State lottery = money laundering scam
State pensions = raids that would land Wall Streeters in prison
State politicians (both parties) unkind to business, except cronies
State board of education in chaos (K-12)
College-age students = export to surrounding states

Hey, want to do business here?

Anonymous said...

The dire state of Illinois’ pension system, coupled with what appears to be a looming recession – see, for example, the recent article in the NY Post entitled ‘Top-level insiders selling their stock’ at

http://www.nypost.com/php/pfriendly/print.php?url=http://www.nypost.com/seven/12072006/business/top_level_insiders_selling_their_stock_business_paul_tharp.htm

to get an idea of what the next 12-24 months may hold – spells trouble, in all capital letters, for Illinois state workers, particularly those who are planning on retiring in the next few years.

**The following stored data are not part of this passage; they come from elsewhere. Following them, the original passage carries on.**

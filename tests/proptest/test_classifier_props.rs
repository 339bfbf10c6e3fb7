//! Property-based tests for the token classifier

use proptest::prelude::*;

use bloodstudio::models::TokenCategory;
use bloodstudio::syntax::{classify, keyword_category};

proptest! {
    /// Concatenating the spans reconstructs any input exactly.
    #[test]
    fn round_trip_reconstruction(text in ".*") {
        let rebuilt: String = classify(&text).iter().map(|t| t.text.as_str()).collect();
        prop_assert_eq!(rebuilt, text);
    }

    /// Classification is deterministic and stateless.
    #[test]
    fn idempotence(text in ".*") {
        prop_assert_eq!(classify(&text), classify(&text));
    }

    /// Spans are contiguous, non-overlapping, and never empty.
    #[test]
    fn spans_are_contiguous(text in ".*") {
        let tokens = classify(&text);
        let mut cursor = 0;
        for token in &tokens {
            prop_assert_eq!(token.start, cursor);
            prop_assert!(token.end > token.start);
            cursor = token.end;
        }
        prop_assert_eq!(cursor, text.len());
    }

    /// A registry word with an identifier tail is one Identifier span.
    #[test]
    fn keyword_with_tail_is_identifier(tail in "[A-Za-z0-9_]{1,8}") {
        for keyword in ["Hunter", "Dream", "Pray", "Maria", "Rest"] {
            let word = format!("{keyword}{tail}");
            // A tail can land on another registry word ("Hunter" + "s")
            prop_assume!(keyword_category(&word).is_none());
            let tokens = classify(&word);
            prop_assert_eq!(tokens.len(), 1);
            prop_assert_eq!(tokens[0].category, TokenCategory::Identifier);
        }
    }

    /// Programs built from BloodCode-looking fragments never produce
    /// Unknown spans.
    #[test]
    fn wellformed_fragments_have_no_unknowns(
        name in "[a-z_][a-z0-9_]{0,10}",
        number in 0u32..100_000,
    ) {
        let program = format!(
            "Hunter {name}: Maria => {number};\nInsight ({name} > 10) {{ Pray({name}); }}"
        );
        let tokens = classify(&program);
        prop_assert!(tokens.iter().all(|t| t.category != TokenCategory::Unknown));
    }
}
//! Editor highlighting
//!
//! Turns the classifier's span stream into an egui `LayoutJob`. Runs on
//! the UI thread on every frame the editor lays out, which is fine: the
//! classifier is a single pass over the buffer with no allocation beyond
//! the span vector.

use eframe::egui::text::LayoutJob;
use eframe::egui::{Color32, FontId, TextFormat};

use bloodstudio::models::TokenCategory;
use bloodstudio::syntax::classify;

/// Colors for syntax highlighting (dark theme)
mod colors {
    use eframe::egui::Color32;

    pub const COMMENT: Color32 = Color32::from_rgb(128, 140, 140); // Gray
    pub const STRING: Color32 = Color32::from_rgb(184, 215, 140); // Green
    pub const NUMBER: Color32 = Color32::from_rgb(209, 173, 140); // Orange
    pub const KEYWORD: Color32 = Color32::from_rgb(219, 140, 194); // Pink/purple
    pub const TYPE: Color32 = Color32::from_rgb(230, 204, 140); // Yellow
    pub const IO: Color32 = Color32::from_rgb(140, 191, 230); // Blue
    pub const LOGICAL: Color32 = Color32::from_rgb(140, 204, 204); // Cyan
    pub const BOOLEAN: Color32 = Color32::from_rgb(209, 173, 140); // Orange (same as number)
    pub const OPERATOR: Color32 = Color32::from_rgb(204, 204, 230); // Light blue-gray
    pub const PUNCTUATION: Color32 = Color32::from_rgb(179, 179, 179); // Gray
    pub const IDENTIFIER: Color32 = Color32::from_rgb(217, 217, 217); // Light gray
    pub const DEFAULT: Color32 = Color32::from_rgb(230, 230, 230); // White-ish
}

fn color_for(category: TokenCategory) -> Color32 {
    use TokenCategory::*;
    match category {
        Comment => colors::COMMENT,
        StringLiteral => colors::STRING,
        NumberLiteral => colors::NUMBER,
        CycleKeyword | DeclarationKeyword | ConditionKeyword | BreakKeyword | VectorKeyword => {
            colors::KEYWORD
        }
        TypeKeyword => colors::TYPE,
        IoKeyword => colors::IO,
        LogicalOperatorKeyword => colors::LOGICAL,
        BooleanLiteral => colors::BOOLEAN,
        Operator => colors::OPERATOR,
        Bracket => colors::PUNCTUATION,
        Identifier => colors::IDENTIFIER,
        Whitespace | Unknown => colors::DEFAULT,
    }
}

/// Build the layout job for the editor's current text.
pub(crate) fn layout_job(text: &str, font_size: f32) -> LayoutJob {
    let font_id = FontId::monospace(font_size);
    let mut job = LayoutJob::default();

    for token in classify(text) {
        job.append(
            &token.text,
            0.0,
            TextFormat {
                font_id: font_id.clone(),
                color: color_for(token.category),
                ..Default::default()
            },
        );
    }

    job
}
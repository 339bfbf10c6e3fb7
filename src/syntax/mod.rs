//! Lexical classification for BloodCode
//!
//! Drives the editor's real-time syntax highlighting. The classifier is a
//! pure function over the buffer text: no state, no failure path, safe to
//! call on every keystroke. The keyword registry partitions BloodCode's
//! reserved vocabulary into the semantic categories the highlighter colors
//! differently.

pub mod classifier;
pub mod registry;

pub use classifier::classify;
pub use registry::{keyword_category, KeywordRegistry};
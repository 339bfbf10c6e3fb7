//! Remote compiler service interface
//!
//! BloodCode programs are compiled and executed by a remote service with
//! two endpoints: `POST /compile` (token listing, syntax tree, or full
//! compilation) and `POST /execute` (run, possibly pausing mid-run to
//! request input). This module owns the wire types and maps the service's
//! loosely-typed JSON into strict tagged unions at the boundary, so the
//! session controller never inspects untyped fields.
//!
//! The [`ExecutionService`] trait is the seam tests use to substitute a
//! scripted double for the HTTP client.

pub mod client;

use serde::{Deserialize, Serialize};

use crate::error::{Error, Result};

pub use client::HttpExecutionService;

/// Static-analysis or compilation action for the `/compile` endpoint.
#[derive(Debug, Clone, Copy, PartialEq, Eq, Serialize, Deserialize)]
#[serde(rename_all = "lowercase")]
pub enum CompileAction {
    /// Return the token listing
    Tokens,
    /// Return the syntax tree
    Ast,
    /// Type-check and confirm
    Compile,
}

impl CompileAction {
    /// Wire name of the action.
    pub fn as_str(&self) -> &'static str {
        match self {
            CompileAction::Tokens => "tokens",
            CompileAction::Ast => "ast",
            CompileAction::Compile => "compile",
        }
    }
}

/// Request body for `POST /compile`.
#[derive(Debug, Clone, Serialize)]
pub struct CompileRequest {
    /// Source text
    pub code: String,
    /// Requested action
    pub action: CompileAction,
}

/// Request body for `POST /execute`.
#[derive(Debug, Clone, Serialize)]
#[serde(rename_all = "camelCase")]
pub struct ExecuteRequest {
    /// Source text
    pub code: String,
    /// Input supplied in response to a prompt, absent on the first call
    #[serde(skip_serializing_if = "Option::is_none")]
    pub user_input: Option<String>,
}

/// Outcome of a compile round trip, strict-typed at the boundary.
#[derive(Debug, Clone, PartialEq)]
pub enum CompileResult {
    /// Token listing (`action = tokens`)
    Tokens(serde_json::Value),
    /// Syntax tree (`action = ast`)
    Ast(serde_json::Value),
    /// Compilation succeeded (`action = compile`)
    Accepted,
    /// The service returned an error payload
    Error(String),
}

/// Outcome of an execute round trip, strict-typed at the boundary.
#[derive(Debug, Clone, PartialEq)]
pub enum ExecuteResult {
    /// Execution paused; the program asked for input with this prompt
    Prompt(String),
    /// Execution finished with these output lines
    Output(Vec<String>),
    /// The service returned an error payload
    Error(String),
}

/// Raw success/failure body of `POST /compile`.
#[derive(Debug, Deserialize)]
pub(crate) struct CompileResponseBody {
    pub tokens: Option<serde_json::Value>,
    pub ast: Option<serde_json::Value>,
    pub error: Option<String>,
}

/// Raw success/failure body of `POST /execute`.
#[derive(Debug, Deserialize)]
pub(crate) struct ExecuteResponseBody {
    pub prompt: Option<String>,
    pub output: Option<Vec<String>>,
    pub error: Option<String>,
}

impl CompileResponseBody {
    /// Map a 2xx body into the tagged union for the requested action.
    pub(crate) fn into_result(self, action: CompileAction) -> Result<CompileResult> {
        if let Some(error) = self.error {
            return Ok(CompileResult::Error(error));
        }
        match action {
            CompileAction::Tokens => match self.tokens {
                Some(tokens) => Ok(CompileResult::Tokens(tokens)),
                None => Err(Error::MalformedResponse {
                    endpoint: "/compile".to_string(),
                }),
            },
            CompileAction::Ast => match self.ast {
                Some(ast) => Ok(CompileResult::Ast(ast)),
                None => Err(Error::MalformedResponse {
                    endpoint: "/compile".to_string(),
                }),
            },
            CompileAction::Compile => Ok(CompileResult::Accepted),
        }
    }
}

impl ExecuteResponseBody {
    /// Map a 2xx body into the tagged union. A `prompt` field wins over
    /// `output`; a body with neither is malformed.
    pub(crate) fn into_result(self) -> Result<ExecuteResult> {
        if let Some(error) = self.error {
            return Ok(ExecuteResult::Error(error));
        }
        if let Some(prompt) = self.prompt {
            return Ok(ExecuteResult::Prompt(prompt));
        }
        match self.output {
            Some(output) => Ok(ExecuteResult::Output(output)),
            None => Err(Error::MalformedResponse {
                endpoint: "/execute".to_string(),
            }),
        }
    }
}

/// The remote compile/execute service, behind a trait so the session
/// controller can be driven against a test double.
#[async_trait::async_trait]
pub trait ExecutionService: Send + Sync {
    /// Submit a compile request and return its typed outcome. `Err` means
    /// the transport failed; a reachable service that rejects the program
    /// comes back as `Ok(CompileResult::Error(..))`.
    async fn compile(&self, request: CompileRequest) -> Result<CompileResult>;

    /// Submit an execute (or resume-with-input) request.
    async fn execute(&self, request: ExecuteRequest) -> Result<ExecuteResult>;
}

By the way, there is a document available online, at

http://www.urban.org/UploadedPDF/1000608.pdf

entitled ‘The Impact of Pension Funding On State Government Finances’ by J. Fred Giertz, an economics professor at UIUC, that helps to further enlighten those who are interested in understanding how economic downturns can wreak havoc on state retirement systems. Figures 3 and 4 in Giertz’s article are especially illuminating in this regard; Giertz notes that ‘[I]nvestment returns are the most important contributor to state pension funds, dominating employee and employer contributions. In fact, employee and employer contributions are largely offset by pension distributions to retirees.’ (Introduction, Paragraph 5)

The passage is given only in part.